Problem details
Every record that appears below should be transcribed exactly.

[Stored items from a collection]
##############################

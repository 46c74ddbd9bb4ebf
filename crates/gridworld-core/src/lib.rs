//! Bellman value iteration over small fixed-topology grid MDPs.
//!
//! The [`world::GridWorld`] engine owns a rectangular utility grid, a set of
//! frozen terminal cells and a set of impassable wall cells, and repeatedly
//! applies synchronous Bellman sweeps: every non-terminal, non-wall cell is
//! backed up to `cost + decay * max_a E[V(s')]` under directional noise,
//! reading exclusively from the previous grid.

pub mod direction;
pub mod grid;
pub mod world;
use crate::grid::Grid;
use serde::{Deserialize, Serialize};

/// State of the world after one sweep of a run.
#[derive(Clone, Debug, PartialEq, Serialize, Deserialize)]
pub struct IterationSnapshot {
    pub iteration: usize,
    /// Largest absolute per-cell change this sweep produced. Reported for
    /// observability only; run length is always fixed up front.
    pub max_residual: f64,
    pub grid: Grid,
}

fn default_schema_version() -> u32 {
    1
}

/// Record of a fixed-length value-iteration run.
#[derive(Clone, Debug, PartialEq, Serialize, Deserialize)]
pub struct RunTrace {
    #[serde(default = "default_schema_version")]
    pub schema_version: u32,
    pub iterations: usize,
    pub snapshots: Vec<IterationSnapshot>,
}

##############################

Answer to the exercise
repository 46c74ddbd9bb4ebf
filename crates/gridworld-core/src/lib.rs
//! Bellman value iteration over small fixed-topology grid MDPs.
//!
//! The [`world::GridWorld`] engine owns a rectangular utility grid, a set of
//! frozen terminal cells and a set of impassable wall cells, and repeatedly
//! applies synchronous Bellman sweeps: every non-terminal, non-wall cell is
//! backed up to `cost + decay * max_a E[V(s')]` under directional noise,
//! reading exclusively from the previous grid.

pub mod direction;
pub mod grid;
pub mod world;
use crate::grid::Grid;
use serde::{Deserialize, Serialize};

/// State of the world after one sweep of a run.
#[derive(Clone, Debug, PartialEq, Serialize, Deserialize)]
pub struct IterationSnapshot {
    pub iteration: usize,
    /// Largest absolute per-cell change this sweep produced. Reported for
    /// observability only; run length is always fixed up front.
    pub max_residual: f64,
    pub grid: Grid,
}

fn default_schema_version() -> u32 {
    1
}

/// Record of a fixed-length value-iteration run.
#[derive(Clone, Debug, PartialEq, Serialize, Deserialize)]
pub struct RunTrace {
    #[serde(default = "default_schema_version")]
    pub schema_version: u32,
    pub iterations: usize,
    pub snapshots: Vec<IterationSnapshot>,
}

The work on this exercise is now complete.